# More So Cal clubs leaving DA....



## soccer4us (Apr 10, 2019)

I'm hearing rumors this week big clubs like Blues, Beach, etc are dropping out of DA after this year. Some even say only a few so cal clubs will be left. Any truth to this? Or a wild rumor


----------



## El Clasico (Apr 10, 2019)

soccer4us said:


> I'm hearing rumors this week big clubs like Blues, Beach, etc are dropping out of DA after this year. Some even say only a few so cal clubs will be left. Any truth to this? Or a wild rumor


Where would be Beach go?  Drop DA for what?  At least with Blues, they could drop DA (don't believe they will) to go "all in" with ECNL. What would beach do? Sounds like more rumor than anything else.


----------



## soccer4us (Apr 10, 2019)

Maybe ECNL promised Beach a spot? Not impossible if they actually go


----------



## Kicker4Life (Apr 10, 2019)

I’m hearing ECNL offered FRAM a spot. IF that is the case, no way that offer Beach a spot too as they are in the same market. 
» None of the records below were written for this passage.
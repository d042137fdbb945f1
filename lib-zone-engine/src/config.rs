//! Zone configuration: turning `zone-name:dataset-type:file1,file2,…`
//! spec strings into a populated [`ZoneTable`] plus an optional global
//! ACL dataset. Grounded directly on `addzone`/`newdataset` in
//! `rbldnsd_zones.c` - the same `(type, spec)` dataset-sharing rule,
//! the same "empty zone name means global ACL" carve-out.

use std::collections::HashMap;
use std::fmt;
use std::path::PathBuf;
use std::sync::Arc;

use dns_wire::protocol::types::DomainName;

use crate::dataset::{Dataset, DatasetType};
use crate::zone::{Zone, ZoneTable};

#[derive(Debug, Clone, Eq, PartialEq)]
pub enum ConfigError {
    /// Spec string is missing the `zone-name:` or `type:` separator.
    MalformedSpec(String),
    /// The zone name portion isn't a valid domain name.
    InvalidDomainName(String),
    UnknownDatasetType(String),
    /// An empty zone name was given for a non-ACL dataset type.
    GlobalAclRequiresAclType(String),
    GlobalAclSpecifiedTwice,
    /// The same zone got two ACL dataset attachments.
    RepeatedZoneAcl(String),
}

impl fmt::Display for ConfigError {
    fn fmt(&self, f: &mut fmt::Formatter) -> fmt::Result {
        match self {
            ConfigError::MalformedSpec(spec) => write!(f, "invalid zone spec `{spec}`"),
            ConfigError::InvalidDomainName(name) => write!(f, "invalid domain name `{name}`"),
            ConfigError::UnknownDatasetType(ty) => write!(f, "unknown dataset type `{ty}`"),
            ConfigError::GlobalAclRequiresAclType(ty) => {
                write!(f, "missing domain name in spec with non-acl dataset type `{ty}`")
            }
            ConfigError::GlobalAclSpecifiedTwice => write!(f, "global acl specified more than once"),
            ConfigError::RepeatedZoneAcl(name) => write!(f, "repeated ACL definition for zone `{name}`"),
        }
    }
}

/// One `zone-name:dataset-type:file1,file2,…` spec, split into parts
/// but not yet resolved against a dataset-type registry.
#[derive(Debug, Clone, Eq, PartialEq)]
pub struct ZoneSpec {
    pub zone_name: String,
    pub dataset_type: String,
    /// The raw `file1,file2,…` remainder, kept whole as the dataset's
    /// sharing key (matching `ds_spec` in the original).
    pub dataset_spec: String,
    pub files: Vec<PathBuf>,
}

/// Splits a spec string into its three colon-delimited parts. The
/// dataset-type and file list are split on the *first* remaining
/// colon, so file paths themselves must not contain one.
pub fn parse_zone_spec(spec: &str) -> Result<ZoneSpec, ConfigError> {
    let (zone_name, rest) = spec.split_once(':').ok_or_else(|| ConfigError::MalformedSpec(spec.to_string()))?;
    let (dataset_type, dataset_spec) = rest.split_once(':').ok_or_else(|| ConfigError::MalformedSpec(spec.to_string()))?;

    let files = dataset_spec.split(',').map(str::trim).filter(|s| !s.is_empty()).map(PathBuf::from).collect();

    Ok(ZoneSpec {
        zone_name: zone_name.to_string(),
        dataset_type: dataset_type.to_string(),
        dataset_spec: dataset_spec.to_string(),
        files,
    })
}

/// The result of resolving every configured spec: the zone table, the
/// global ACL dataset if one was installed, and the deduplicated set
/// of every distinct `(type, spec)` dataset - this is the list the
/// hot-reload supervisor should tick, since a dataset shared between
/// zones must only be reloaded once per tick.
pub struct Loaded {
    pub zones: ZoneTable,
    pub global_acl: Option<Arc<Dataset>>,
    pub datasets: Vec<Arc<Dataset>>,
}

/// Builds a [`ZoneTable`] (plus optional global ACL) from a list of
/// raw spec strings. `construct` maps a dataset-type tag to a fresh
/// `DatasetType` implementation; it is consulted at most once per
/// distinct `(type, spec)` pair, matching the original's dataset
/// sharing rule - the same files backing two zones load once.
///
/// # Errors
///
/// Returns the first spec or domain-name error encountered; a partial
/// registry is not returned on failure.
pub fn build_zone_table(
    specs: &[String],
    mut construct: impl FnMut(&str) -> Option<Box<dyn DatasetType>>,
) -> Result<Loaded, ConfigError> {
    let mut datasets: HashMap<(String, String), Arc<Dataset>> = HashMap::new();
    let mut zone_datasets: HashMap<DomainName, Vec<Arc<Dataset>>> = HashMap::new();
    let mut zone_acls: HashMap<DomainName, Arc<Dataset>> = HashMap::new();
    let mut zone_order: Vec<DomainName> = Vec::new();
    let mut global_acl: Option<Arc<Dataset>> = None;

    for raw in specs {
        let parsed = parse_zone_spec(raw)?;
        let key = (parsed.dataset_type.clone(), parsed.dataset_spec.clone());

        let dataset = match datasets.get(&key) {
            Some(existing) => Arc::clone(existing),
            None => {
                let type_impl = construct(&parsed.dataset_type).ok_or_else(|| ConfigError::UnknownDatasetType(parsed.dataset_type.clone()))?;
                let dataset = Arc::new(Dataset::new(parsed.dataset_type.clone(), parsed.dataset_spec.clone(), type_impl, parsed.files.clone()));
                datasets.insert(key, Arc::clone(&dataset));
                dataset
            }
        };

        if parsed.zone_name.is_empty() {
            if !dataset.is_acl() {
                return Err(ConfigError::GlobalAclRequiresAclType(parsed.dataset_type));
            }
            if global_acl.is_some() {
                return Err(ConfigError::GlobalAclSpecifiedTwice);
            }
            global_acl = Some(dataset);
            continue;
        }

        let dn = parse_dn(&parsed.zone_name).ok_or_else(|| ConfigError::InvalidDomainName(parsed.zone_name.clone()))?;

        if dataset.is_acl() {
            if zone_acls.contains_key(&dn) {
                return Err(ConfigError::RepeatedZoneAcl(parsed.zone_name));
            }
            zone_acls.insert(dn.clone(), dataset);
        } else {
            zone_datasets.entry(dn.clone()).or_default().push(dataset);
        }

        if !zone_order.iter().any(|existing| *existing == dn) {
            zone_order.push(dn);
        }
    }

    let mut zones = ZoneTable::new();
    for dn in zone_order {
        let datasets = zone_datasets.remove(&dn).unwrap_or_default();
        let acl = zone_acls.remove(&dn);
        zones.insert(Zone::new(dn, datasets, acl));
    }

    Ok(Loaded {
        zones,
        global_acl,
        datasets: datasets.into_values().collect(),
    })
}

fn parse_dn(s: &str) -> Option<DomainName> {
    if s.ends_with('.') {
        DomainName::from_dotted_string(s)
    } else {
        DomainName::from_dotted_string(&format!("{s}."))
    }
}

#[cfg(test)]
mod tests {
    use super::*;
    use crate::dataset_types::{AclDataset, AddressListDataset};
    use std::net::Ipv4Addr;

    fn registry(ty: &str) -> Option<Box<dyn DatasetType>> {
        match ty {
            "addrlist" => Some(Box::new(AddressListDataset::new(Ipv4Addr::new(127, 0, 0, 2)))),
            "acl" => Some(Box::new(AclDataset::new())),
            _ => None,
        }
    }

    #[test]
    fn parses_basic_spec() {
        let spec = parse_zone_spec("rbl.example.:addrlist:/etc/rbl/list1,/etc/rbl/list2").unwrap();
        assert_eq!("rbl.example.", spec.zone_name);
        assert_eq!("addrlist", spec.dataset_type);
        assert_eq!(vec![PathBuf::from("/etc/rbl/list1"), PathBuf::from("/etc/rbl/list2")], spec.files);
    }

    #[test]
    fn rejects_spec_without_second_colon() {
        assert!(parse_zone_spec("rbl.example.:addrlist").is_err());
    }

    #[test]
    fn shares_dataset_between_zones_with_identical_key() {
        let specs = vec![
            "a.example.:addrlist:/data/list".to_string(),
            "b.example.:addrlist:/data/list".to_string(),
        ];
        let loaded = build_zone_table(&specs, registry).unwrap();
        let a = loaded.zones.iter().find(|z| z.dn.to_dotted_string() == "a.example.").unwrap();
        let b = loaded.zones.iter().find(|z| z.dn.to_dotted_string() == "b.example.").unwrap();
        assert!(Arc::ptr_eq(&a.datasets[0], &b.datasets[0]));
    }

    #[test]
    fn empty_zone_name_installs_global_acl() {
        let specs = vec![":acl:/data/acl".to_string()];
        let loaded = build_zone_table(&specs, registry).unwrap();
        assert!(loaded.global_acl.is_some());
        assert_eq!(0, loaded.zones.iter().count());
    }

    #[test]
    fn empty_zone_name_with_non_acl_type_is_rejected() {
        let specs = vec![":addrlist:/data/list".to_string()];
        let err = build_zone_table(&specs, registry).unwrap_err();
        assert_eq!(ConfigError::GlobalAclRequiresAclType("addrlist".to_string()), err);
    }

    #[test]
    fn unknown_dataset_type_is_rejected() {
        let specs = vec!["rbl.example.:bogus:/data/list".to_string()];
        let err = build_zone_table(&specs, registry).unwrap_err();
        assert_eq!(ConfigError::UnknownDatasetType("bogus".to_string()), err);
    }
}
Not sure why Beach would drop DA....that one would surprise me!


----------



## futboldad1 (Apr 10, 2019)

Kicker4Life said:


> I’m hearing ECNL offered FRAM a spot. IF that is the case, no way that offer Beach a spot too as they are in the same market.
> 
> Not sure why Beach would drop DA....that one would surprise me!


FRAM have been applying for ECNL for years but lack the success to make it. If they were offered a spot they'd bite ECNL's hand off and it'd be news already. I think this is simply a rumor but, like everyone, I've been wrong before. Beach would get into ECNL no issue but they need to agree to drop GDA first. Blues is the only one I could see being "all in" ECNL this upcoming season.


----------



## NotATool (Apr 10, 2019)

Hearing blues will be DA and ENCL next year. ECNL they still have exemption for winning nationals recently. Can anyone concur?


----------



## Jim Jota (Apr 10, 2019)

http://www.eliteclubsnationalleague.com/2019/03/26/eagles-soccer-club-is-all-in-for-the-2019-20-season/ 

Eagles did.


----------



## Letsbreal (Apr 10, 2019)

NotATool said:


> Hearing blues will be DA and ENCL next year. ECNL they still have exemption for winning nationals recently. Can anyone concur?


Blues 06 girls are playing DA next season.


----------



## Kicker4Life (Apr 10, 2019)

Letsbreal said:


> Blues 06 girls are playing DA next season.


Which Team?


----------



## Letsbreal (Apr 10, 2019)

Kicker4Life said:


> Which Team?


Holley, the top team.  The other team(s) are playing ECNL I believe.


----------



## Oranje (Apr 12, 2019)

soccer4us said:


> Maybe ECNL promised Beach a spot? Not impossible if they actually go


Beach announced their DA coaching line up for next season, so there is zero chance that they will leaveDA.


----------



## From the Spot (Apr 12, 2019)

Oranje said:


> Beach announced their DA coaching line up for next season, so there is zero chance that they will leaveDA.


Is there a link to their DA coaching lineup for 2019-2020?


----------



## SoccerFan (Apr 12, 2019)

Oranje said:


> Beach announced their DA coaching line up for next season, so there is zero chance that they will leaveDA.


According to their website they posted the “new 2019-2020 line up” but I don’t see an updated line up......these are the current DA teams/coaches.


----------



## SoccerFan (Apr 12, 2019)

From the Spot said:


> Is there a link to their DA coaching lineup for 2019-2020?


https://beachfutbolclub.com/first-look-at-our-2019-2020-coaching-lineup/


----------



## Harrypotter03 (Apr 15, 2019)

SoccerFan said:


> https://beachfutbolclub.com/first-look-at-our-2019-2020-coaching-lineup/


Boys Ecnl


----------